→ To do: The answer should contain each record below, repeated exactly.

→ Data provided:
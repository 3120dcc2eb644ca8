use base64::{Engine, engine::general_purpose::STANDARD as BASE64};
use serde::Serialize;

use crate::crypto::HashAlg;
use crate::pki::test_certs::generate_test_identity;
use crate::xmldsig::*;

#[derive(Debug, Serialize)]
struct InfTest {
    #[serde(rename = "@Id")]
    id: String,
    #[serde(rename = "vServ")]
    value: String,
    #[serde(rename = "xDescServ")]
    description: String,
}

struct TestDocument {
    inf: InfTest,
}

impl Signable for TestDocument {
    fn root_element(&self) -> &'static str {
        "DPS"
    }

    fn version(&self) -> &str {
        "1.00"
    }

    fn reference_id(&self) -> &str {
        &self.inf.id
    }

    fn content_xml(&self) -> Result<String> {
        Ok(quick_xml::se::to_string_with_root("infDPS", &self.inf)?)
    }
}

fn document() -> TestDocument {
    TestDocument {
        inf: InfTest {
            id: "DPS355030811234567800019500001000000000000001".into(),
            value: "1200.00".into(),
            description: "Consultoria & suporte <mensal>".into(),
        },
    }
}

fn signer() -> XmlSigner {
    let id = generate_test_identity("EMPRESA TESTE", "1234").unwrap();
    XmlSigner::new(&id.certificate_pem, &id.private_key_pem).unwrap()
}

#[test]
fn test_signed_document_structure() {
    let signed = signer().sign(&document()).unwrap();

    assert!(signed.starts_with(r#"<?xml version="1.0" encoding="UTF-8"?><DPS xmlns="http://www.sped.fazenda.gov.br/nfse" versao="1.00">"#));
    assert!(signed.contains(r#"<infDPS xmlns="http://www.sped.fazenda.gov.br/nfse" Id="DPS355030811234567800019500001000000000000001">"#));
    assert!(signed.contains(r#"<Signature xmlns="http://www.w3.org/2000/09/xmldsig#">"#));
    assert!(signed.contains(r##"<Reference URI="#DPS355030811234567800019500001000000000000001">"##));
    assert!(signed.contains(algorithms::C14N));
    assert!(signed.contains(algorithms::RSA_SHA1));
    assert!(signed.contains(algorithms::SHA1));
    assert!(signed.contains(algorithms::ENVELOPED_SIGNATURE));
    assert!(signed.contains("<X509Certificate>"));
    assert!(signed.ends_with("</Signature></DPS>"));
}

#[test]
fn test_digest_recomputation_matches() {
    let signed = signer().sign(&document()).unwrap();

    let content = utils::extract_element(&signed, "infDPS").unwrap();
    let digest = BASE64.encode(
        HashAlg::Sha1
            .hash(canonicalize(&content).unwrap().as_bytes())
            .unwrap(),
    );
    let stored = element_text(&signed, "DigestValue").unwrap().unwrap();
    assert_eq!(digest, stored);

    let report = verify(&signed);
    assert!(report.digest_match);
    assert!(report.valid, "{:?}", report.diagnostics);
    assert!(report.diagnostics.is_empty());
}

#[test]
fn test_corrupted_payload_detected() {
    let signed = signer().sign(&document()).unwrap();
    let tampered = signed.replace("1200.00", "1300.00");

    let report = verify(&tampered);
    assert!(!report.valid);
    assert!(!report.digest_match);
    assert!(matches!(
        report.diagnostics.as_slice(),
        [Diagnosis::CorruptedPayload { .. }]
    ));
}

#[test]
fn test_wrong_certificate_detected() {
    let signed = signer().sign(&document()).unwrap();
    let other = generate_test_identity("OUTRA EMPRESA", "1234").unwrap();
    let other_der = openssl::x509::X509::from_pem(other.certificate_pem.as_bytes())
        .unwrap()
        .to_der()
        .unwrap();

    let original = element_text(&signed, "X509Certificate").unwrap().unwrap();
    let swapped = signed.replace(&original, &BASE64.encode(other_der));

    let report = verify(&swapped);
    assert!(!report.valid);
    assert!(report.digest_match);
    assert_eq!(report.diagnostics, vec![Diagnosis::SignatureMismatch]);
}

#[test]
fn test_corrupted_certificate_detected() {
    let signed = signer().sign(&document()).unwrap();
    let original = element_text(&signed, "X509Certificate").unwrap().unwrap();
    let broken = signed.replace(&original, "AAAA");

    let report = verify(&broken);
    assert!(!report.valid);
    assert!(matches!(
        report.diagnostics.last(),
        Some(Diagnosis::CorruptedCertificate { .. })
    ));
}

#[test]
fn test_legacy_row_without_inline_namespace() {
    let signed = signer().sign(&document()).unwrap();
    // Older rows stored infDPS relying on the namespace of DPS
    let legacy = signed.replacen(
        r#"<infDPS xmlns="http://www.sped.fazenda.gov.br/nfse" Id="#,
        r#"<infDPS Id="#,
        1,
    );
    assert_ne!(legacy, signed);

    let report = verify(&legacy);
    assert!(report.valid, "{:?}", report.diagnostics);
    assert_eq!(
        report.diagnostics,
        vec![Diagnosis::NamespaceReinjected {
            element: "infDPS".into()
        }]
    );
}

#[test]
fn test_malformed_document() {
    let report = verify("<DPS><infDPS>sem assinatura</infDPS></DPS>");
    assert!(!report.valid);
    assert!(matches!(
        report.diagnostics.as_slice(),
        [Diagnosis::MalformedDocument { .. }]
    ));
}

#[test]
fn test_signer_rejects_missing_reference() {
    struct NoId;
    impl Signable for NoId {
        fn root_element(&self) -> &'static str {
            "DPS"
        }
        fn version(&self) -> &str {
            "1.00"
        }
        fn reference_id(&self) -> &str {
            "DPS1"
        }
        fn content_xml(&self) -> Result<String> {
            Ok("<infDPS><a>1</a></infDPS>".into())
        }
    }

    assert!(matches!(signer().sign(&NoId), Err(Error::Invalid(_))));
}

#[test]
fn test_signer_rejects_bad_key() {
    let id = generate_test_identity("X", "1").unwrap();
    assert!(XmlSigner::new(&id.certificate_pem, "not a key").is_err());
    assert!(XmlSigner::new("not a cert", &id.private_key_pem).is_err());
}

→ Answer to the problem:
repository 3120dcc2eb644ca8
use base64::{Engine, engine::general_purpose::STANDARD as BASE64};
use serde::Serialize;

use crate::crypto::HashAlg;
use crate::pki::test_certs::generate_test_identity;
use crate::xmldsig::*;

#[derive(Debug, Serialize)]
struct InfTest {
    #[serde(rename = "@Id")]
    id: String,
    #[serde(rename = "vServ")]
    value: String,
    #[serde(rename = "xDescServ")]
    description: String,
}

struct TestDocument {
    inf: InfTest,
}

impl Signable for TestDocument {
    fn root_element(&self) -> &'static str {
        "DPS"
    }

    fn version(&self) -> &str {
        "1.00"
    }

    fn reference_id(&self) -> &str {
        &self.inf.id
    }

    fn content_xml(&self) -> Result<String> {
        Ok(quick_xml::se::to_string_with_root("infDPS", &self.inf)?)
    }
}

fn document() -> TestDocument {
    TestDocument {
        inf: InfTest {
            id: "DPS355030811234567800019500001000000000000001".into(),
            value: "1200.00".into(),
            description: "Consultoria & suporte <mensal>".into(),
        },
    }
}

fn signer() -> XmlSigner {
    let id = generate_test_identity("EMPRESA TESTE", "1234").unwrap();
    XmlSigner::new(&id.certificate_pem, &id.private_key_pem).unwrap()
}

#[test]
fn test_signed_document_structure() {
    let signed = signer().sign(&document()).unwrap();

    assert!(signed.starts_with(r#"<?xml version="1.0" encoding="UTF-8"?><DPS xmlns="http://www.sped.fazenda.gov.br/nfse" versao="1.00">"#));
    assert!(signed.contains(r#"<infDPS xmlns="http://www.sped.fazenda.gov.br/nfse" Id="DPS355030811234567800019500001000000000000001">"#));
    assert!(signed.contains(r#"<Signature xmlns="http://www.w3.org/2000/09/xmldsig#">"#));
    assert!(signed.contains(r##"<Reference URI="#DPS355030811234567800019500001000000000000001">"##));
    assert!(signed.contains(algorithms::C14N));
    assert!(signed.contains(algorithms::RSA_SHA1));
    assert!(signed.contains(algorithms::SHA1));
    assert!(signed.contains(algorithms::ENVELOPED_SIGNATURE));
    assert!(signed.contains("<X509Certificate>"));
    assert!(signed.ends_with("</Signature></DPS>"));
}

#[test]
fn test_digest_recomputation_matches() {
    let signed = signer().sign(&document()).unwrap();

    let content = utils::extract_element(&signed, "infDPS").unwrap();
    let digest = BASE64.encode(
        HashAlg::Sha1
            .hash(canonicalize(&content).unwrap().as_bytes())
            .unwrap(),
    );
    let stored = element_text(&signed, "DigestValue").unwrap().unwrap();
    assert_eq!(digest, stored);

    let report = verify(&signed);
    assert!(report.digest_match);
    assert!(report.valid, "{:?}", report.diagnostics);
    assert!(report.diagnostics.is_empty());
}

#[test]
fn test_corrupted_payload_detected() {
    let signed = signer().sign(&document()).unwrap();
    let tampered = signed.replace("1200.00", "1300.00");

    let report = verify(&tampered);
    assert!(!report.valid);
    assert!(!report.digest_match);
    assert!(matches!(
        report.diagnostics.as_slice(),
        [Diagnosis::CorruptedPayload { .. }]
    ));
}

#[test]
fn test_wrong_certificate_detected() {
    let signed = signer().sign(&document()).unwrap();
    let other = generate_test_identity("OUTRA EMPRESA", "1234").unwrap();
    let other_der = openssl::x509::X509::from_pem(other.certificate_pem.as_bytes())
        .unwrap()
        .to_der()
        .unwrap();

    let original = element_text(&signed, "X509Certificate").unwrap().unwrap();
    let swapped = signed.replace(&original, &BASE64.encode(other_der));

    let report = verify(&swapped);
    assert!(!report.valid);
    assert!(report.digest_match);
    assert_eq!(report.diagnostics, vec![Diagnosis::SignatureMismatch]);
}

#[test]
fn test_corrupted_certificate_detected() {
    let signed = signer().sign(&document()).unwrap();
    let original = element_text(&signed, "X509Certificate").unwrap().unwrap();
    let broken = signed.replace(&original, "AAAA");

    let report = verify(&broken);
    assert!(!report.valid);
    assert!(matches!(
        report.diagnostics.last(),
        Some(Diagnosis::CorruptedCertificate { .. })
    ));
}

#[test]
fn test_legacy_row_without_inline_namespace() {
    let signed = signer().sign(&document()).unwrap();
    // Older rows stored infDPS relying on the namespace of DPS
    let legacy = signed.replacen(
        r#"<infDPS xmlns="http://www.sped.fazenda.gov.br/nfse" Id="#,
        r#"<infDPS Id="#,
        1,
    );
    assert_ne!(legacy, signed);

    let report = verify(&legacy);
    assert!(report.valid, "{:?}", report.diagnostics);
    assert_eq!(
        report.diagnostics,
        vec![Diagnosis::NamespaceReinjected {
            element: "infDPS".into()
        }]
    );
}

#[test]
fn test_malformed_document() {
    let report = verify("<DPS><infDPS>sem assinatura</infDPS></DPS>");
    assert!(!report.valid);
    assert!(matches!(
        report.diagnostics.as_slice(),
        [Diagnosis::MalformedDocument { .. }]
    ));
}

#[test]
fn test_signer_rejects_missing_reference() {
    struct NoId;
    impl Signable for NoId {
        fn root_element(&self) -> &'static str {
            "DPS"
        }
        fn version(&self) -> &str {
            "1.00"
        }
        fn reference_id(&self) -> &str {
            "DPS1"
        }
        fn content_xml(&self) -> Result<String> {
            Ok("<infDPS><a>1</a></infDPS>".into())
        }
    }

    assert!(matches!(signer().sign(&NoId), Err(Error::Invalid(_))));
}

#[test]
fn test_signer_rejects_bad_key() {
    let id = generate_test_identity("X", "1").unwrap();
    assert!(XmlSigner::new(&id.certificate_pem, "not a key").is_err());
    assert!(XmlSigner::new("not a cert", &id.private_key_pem).is_err());
}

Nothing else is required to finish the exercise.